<<<<
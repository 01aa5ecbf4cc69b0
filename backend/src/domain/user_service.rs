//! User account service.
//!
//! Implements [`UserCommand`] and [`UserQuery`] over a [`UserRepository`]
//! and a [`CertificationNotifier`]. Every call re-reads the store; nothing is
//! cached between requests.

use std::sync::Arc;

use async_trait::async_trait;
use mockable::Clock;
use serde_json::json;
use tracing::{debug, info, warn};
use url::Url;

use crate::domain::ports::{
    CertificationMessage, CertificationNotifier, UserCommand, UserPersistenceError, UserQuery,
    UserRepository, verification_link,
};
use crate::domain::{
    CertificationCode, Email, Error, NewUser, User, UserCreate, UserId, UserStatus, UserUpdate,
    Verification,
};

/// Domain service owning the user lifecycle.
#[derive(Clone)]
pub struct UserService<R, N: ?Sized> {
    repository: Arc<R>,
    notifier: Arc<N>,
    clock: Arc<dyn Clock>,
    public_base_url: Url,
}

impl<R, N: ?Sized> UserService<R, N> {
    /// Create a service. `public_base_url` prefixes verification links.
    pub fn new(
        repository: Arc<R>,
        notifier: Arc<N>,
        clock: Arc<dyn Clock>,
        public_base_url: Url,
    ) -> Self {
        Self {
            repository,
            notifier,
            clock,
            public_base_url,
        }
    }
}

fn map_persistence_error(error: UserPersistenceError) -> Error {
    match error {
        UserPersistenceError::Connection { message } => {
            Error::service_unavailable(format!("user repository unavailable: {message}"))
        }
        UserPersistenceError::Query { message } => {
            Error::internal(format!("user repository error: {message}"))
        }
        UserPersistenceError::DuplicateEmail { email } => email_taken(&email),
    }
}

fn email_taken(email: &str) -> Error {
    Error::conflict("email already registered").with_details(json!({
        "field": "email",
        "value": email,
        "code": "duplicate_email",
    }))
}

fn user_not_found(key: impl std::fmt::Display) -> Error {
    Error::not_found(format!("user {key} not found")).with_details(json!({
        "resource": "users",
        "key": key.to_string(),
    }))
}

impl<R, N> UserService<R, N>
where
    R: UserRepository,
    N: CertificationNotifier + ?Sized,
{
    async fn fetch_any(&self, id: UserId) -> Result<User, Error> {
        self.repository
            .find_by_id(id)
            .await
            .map_err(map_persistence_error)?
            .ok_or_else(|| user_not_found(id))
    }

    async fn send_certification(&self, user: &User) {
        let link = verification_link(&self.public_base_url, user.id(), user.certification_code());
        let message = CertificationMessage::new(user.email(), user.id(), link);
        if let Err(error) = self.notifier.send(&message).await {
            warn!(
                %error,
                user_id = %user.id(),
                "certification message could not be delivered"
            );
        }
    }
}

#[async_trait]
impl<R, N> UserCommand for UserService<R, N>
where
    R: UserRepository,
    N: CertificationNotifier + ?Sized,
{
    async fn create(&self, request: UserCreate) -> Result<User, Error> {
        let existing = self
            .repository
            .find_by_email(&request.email)
            .await
            .map_err(map_persistence_error)?;
        if existing.is_some() {
            return Err(email_taken(request.email.as_ref()));
        }

        let registration = NewUser::register(request, CertificationCode::random());
        let user = self
            .repository
            .create(&registration)
            .await
            .map_err(map_persistence_error)?;
        info!(user_id = %user.id(), "user registered");

        // Sent in-request; the notifier's own timeout bounds the delay.
        self.send_certification(&user).await;
        Ok(user)
    }

    async fn update(&self, id: UserId, update: UserUpdate) -> Result<User, Error> {
        self.repository
            .update_profile(id, &update)
            .await
            .map_err(map_persistence_error)?
            .ok_or_else(|| user_not_found(id))
    }

    async fn login(&self, id: UserId) -> Result<User, Error> {
        self.repository
            .record_login(id, self.clock.utc())
            .await
            .map_err(map_persistence_error)?
            .ok_or_else(|| user_not_found(id))
    }

    async fn verify_email(&self, id: UserId, code: CertificationCode) -> Result<User, Error> {
        let mut user = self.fetch_any(id).await?;
        match user.verify(&code) {
            Ok(Verification::Activated) => {
                let user = self
                    .repository
                    .activate(id)
                    .await
                    .map_err(map_persistence_error)?
                    .ok_or_else(|| user_not_found(id))?;
                info!(user_id = %id, "user email verified");
                Ok(user)
            }
            Ok(Verification::AlreadyActive) => {
                debug!(user_id = %id, "user already verified");
                Ok(user)
            }
            Err(mismatch) => Err(Error::certification_code_not_matched(mismatch.to_string())
                .with_details(json!({ "userId": id.get() }))),
        }
    }
}

#[async_trait]
impl<R, N> UserQuery for UserService<R, N>
where
    R: UserRepository,
    N: CertificationNotifier + ?Sized,
{
    async fn get_by_id(&self, id: UserId) -> Result<User, Error> {
        self.repository
            .find_by_id_and_status(id, UserStatus::Active)
            .await
            .map_err(map_persistence_error)?
            .ok_or_else(|| user_not_found(id))
    }

    async fn get_by_email(&self, email: &Email) -> Result<User, Error> {
        self.repository
            .find_by_email_and_status(email, UserStatus::Active)
            .await
            .map_err(map_persistence_error)?
            .ok_or_else(|| user_not_found(email))
    }
}

#[cfg(test)]
#[path = "user_service_tests.rs"]
mod tests;
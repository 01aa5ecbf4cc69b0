//! Driven port delivering email verification links.
//!
//! Delivery is best effort: the user service logs failures and keeps the
//! registration.

use async_trait::async_trait;
use serde::Serialize;
use tracing::info;
use url::Url;

use crate::domain::{CertificationCode, Email, UserId};

use super::define_port_error;

define_port_error! {
    /// Failures raised while handing a message to the delivery channel.
    pub enum NotificationError {
        /// The delivery channel could not be reached.
        Unavailable {
            /// Channel-supplied detail.
            message: String,
        } => "notification channel unavailable: {message}",
        /// The delivery channel refused the message.
        Rejected {
            /// Channel-supplied detail.
            message: String,
        } => "notification rejected: {message}",
    }
}

/// Verification message addressed to a newly registered user.
#[derive(Debug, Clone, PartialEq, Eq, Serialize)]
#[serde(rename_all = "camelCase")]
pub struct CertificationMessage {
    /// Email address of the new user.
    pub recipient: String,
    /// Always [`CertificationMessage::SUBJECT`].
    pub subject: String,
    /// Plain-text body containing the link.
    pub body: String,
    /// Identifier of the user being verified.
    pub user_id: i64,
    /// Link that activates the account when followed.
    pub verification_link: Url,
}

impl CertificationMessage {
    /// Subject line used for every verification message.
    pub const SUBJECT: &'static str = "Please certify your email address";

    /// Build the message for `recipient` pointing at `verification_link`.
    #[must_use]
    pub fn new(recipient: &Email, user_id: UserId, verification_link: Url) -> Self {
        let body = format!("Please click the following link to certify your email address: {verification_link}");
        Self {
            recipient: recipient.to_string(),
            subject: Self::SUBJECT.to_owned(),
            body,
            user_id: user_id.get(),
            verification_link,
        }
    }
}

/// Build `{base}/api/users/{id}/verify?certificationCode={code}`.
///
/// # Examples
/// ```
/// use postboard::domain::ports::verification_link;
/// use postboard::domain::{CertificationCode, UserId};
/// use url::Url;
///
/// let base = Url::parse("http://localhost:8080").expect("base url");
/// let code = CertificationCode::new("abc").expect("code");
/// let link = verification_link(&base, UserId::new(3), &code);
/// assert_eq!(
///     link.as_str(),
///     "http://localhost:8080/api/users/3/verify?certificationCode=abc"
/// );
/// ```
#[must_use]
pub fn verification_link(base: &Url, user_id: UserId, code: &CertificationCode) -> Url {
    let mut link = base.clone();
    {
        let prefix = base.path().trim_end_matches('/');
        link.set_path(&format!("{prefix}/api/users/{user_id}/verify"));
    }
    link.query_pairs_mut()
        .clear()
        .append_pair("certificationCode", code.as_ref());
    link
}

/// Delivers certification messages to new users.
///
/// Delivery failures are reported, never retried here; registration logs
/// them and carries on.
#[cfg_attr(test, mockall::automock)]
#[async_trait]
pub trait CertificationNotifier: Send + Sync {
    /// Hand `message` to the delivery channel.
    async fn send(&self, message: &CertificationMessage) -> Result<(), NotificationError>;
}

/// Notifier that only logs the message. Used when no webhook is configured.
#[derive(Debug, Default, Clone, Copy)]
pub struct FixtureCertificationNotifier;

#[async_trait]
impl CertificationNotifier for FixtureCertificationNotifier {
    async fn send(&self, message: &CertificationMessage) -> Result<(), NotificationError> {
        info!(
            user_id = message.user_id,
            link = %message.verification_link,
            "certification message not delivered; no notifier configured"
        );
        Ok(())
    }
}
>>>>
ACTIVITY: Determine how many lines in the listing above hold the string "UserService", then write only the number.

TASK RESULT: 5